■ Task brief ■
Please copy each line of the listing that includes the string "flatgeom".

........

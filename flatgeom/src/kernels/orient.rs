use super::ring_signed_area;
use crate::core::traits::Real;

/// Reverse the point order of a flat `[x0, y0, x1, y1, ...]` ring in place.
#[inline]
pub fn reverse_ring_coords<T>(coords: &mut [T]) {
    coords.reverse();
    for pair in coords.chunks_exact_mut(2) {
        pair.swap(0, 1);
    }
}

/// Orient a flat ring in place so it is counter clockwise (`ccw` is true) or clockwise (`ccw` is
/// false). Returns `true` if the ring was reversed.
///
/// Rings with zero signed area (including degenerate rings) are left as given.
///
/// # Examples
///
/// ```
/// # use flatgeom::kernels::*;
/// let mut ring = vec![0.0, 0.0, 0.0, 1.0, 1.0, 1.0, 1.0, 0.0, 0.0, 0.0];
/// assert!(orient_ring_coords(&mut ring, true));
/// assert_eq!(ring, vec![0.0, 0.0, 1.0, 0.0, 1.0, 1.0, 0.0, 1.0, 0.0, 0.0]);
/// // already counter clockwise
/// assert!(!orient_ring_coords(&mut ring, true));
/// ```
pub fn orient_ring_coords<T>(coords: &mut [T], ccw: bool) -> bool
where
    T: Real,
{
    let area = ring_signed_area(coords, 0, coords.len());
    let needs_reverse = if ccw {
        area < T::zero()
    } else {
        area > T::zero()
    };

    if needs_reverse {
        reverse_ring_coords(coords);
        log::trace!(
            "reversed ring with {} points to {} orientation",
            coords.len() / 2,
            if ccw { "counter clockwise" } else { "clockwise" }
        );
    }

    needs_reverse
}

#[cfg(test)]
mod tests {
    use super::*;

    #[test]
    fn reverse_keeps_pairs_together() {
        let mut ring = vec![1.0, 2.0, 3.0, 4.0, 5.0, 6.0];
        reverse_ring_coords(&mut ring);
        assert_eq!(ring, vec![5.0, 6.0, 3.0, 4.0, 1.0, 2.0]);
    }

    #[test]
    fn orient_hole_clockwise() {
        let mut hole = vec![0.0, 0.0, 1.0, 0.0, 1.0, 1.0];
        assert!(orient_ring_coords(&mut hole, false));
        assert!(ring_signed_area(&hole, 0, hole.len()) < 0.0);
    }

    #[test]
    fn degenerate_ring_untouched() {
        let mut ring = vec![0.0, 0.0, 1.0, 1.0];
        assert!(!orient_ring_coords(&mut ring, true));
        assert_eq!(ring, vec![0.0, 0.0, 1.0, 1.0]);
    }
}
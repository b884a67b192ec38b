/// Macro used for test assertions.
#[doc(hidden)]
#[macro_export]
macro_rules! assert_fuzzy_eq {
    ($left:expr, $right:expr) => {{
        match (&$left, &$right) {
            (left_val, right_val) => {
                if !(left_val.fuzzy_eq(*right_val)) {
                    panic!(
                        r#"assertion failed: `left.fuzzy_eq(right)`
  left: `{:?}`,
 right: `{:?}`"#,
                        &*left_val, &*right_val
                    )
                }
            }
        }
    }};
    ($left:expr, $right:expr, $eps:expr) => {{
        match (&$left, &$right, &$eps) {
            (left_val, right_val, eps_val) => {
                if !(left_val.fuzzy_eq_eps(*right_val, *eps_val)) {
                    panic!(
                        r#"assertion failed: `left.fuzzy_eq_eps(right, eps)`
  left: `{:?}`,
 right: `{:?}`
 eps: `{:?}`"#,
                        &*left_val, &*right_val, &*eps_val
                    )
                }
            }
        }
    }};
}

/// Construct a [RaggedArray2](crate::ragged::RaggedArray2) from nested lists of flat rings, a
/// `null` entry is a null geometry. Rings are stored as written (no re-orientation).
///
/// # Examples
///
/// ```
/// # use flatgeom::ragged_array;
/// let array = ragged_array![
///     [[0.0, 0.0, 1.0, 0.0, 1.0, 1.0]],
///     null,
///     [[0.0, 0.0, 2.0, 0.0, 2.0, 2.0], [0.5, 0.5, 1.0, 0.5, 1.0, 1.0]],
/// ];
/// assert_eq!(array.len(), 3);
/// assert_eq!(array.geom_offsets(), &[0, 1, 1, 3]);
/// assert_eq!(array.null_mask(), Some(&[false, true, false][..]));
/// ```
#[macro_export]
macro_rules! ragged_array {
    (@geometry null) => {
        None
    };
    (@geometry [$( [$( $v:expr ),* $(,)?] ),* $(,)?]) => {
        Some(vec![$( vec![$( $v ),*] ),*])
    };
    ($( $g:tt ),* $(,)?) => {
        {
            let geometries: Vec<Option<Vec<Vec<_>>>> = vec![$( $crate::ragged_array!(@geometry $g) ),*];
            $crate::ragged::RaggedArray2::from_nested(geometries, false)
                .expect("ragged_array! rings must hold x, y pairs")
        }
    };
}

........

■ Solution to the exercise ■
filename flatgeom/src/kernels/orient.rs
/// # use flatgeom::kernels::*;
/// # use flatgeom::ragged_array;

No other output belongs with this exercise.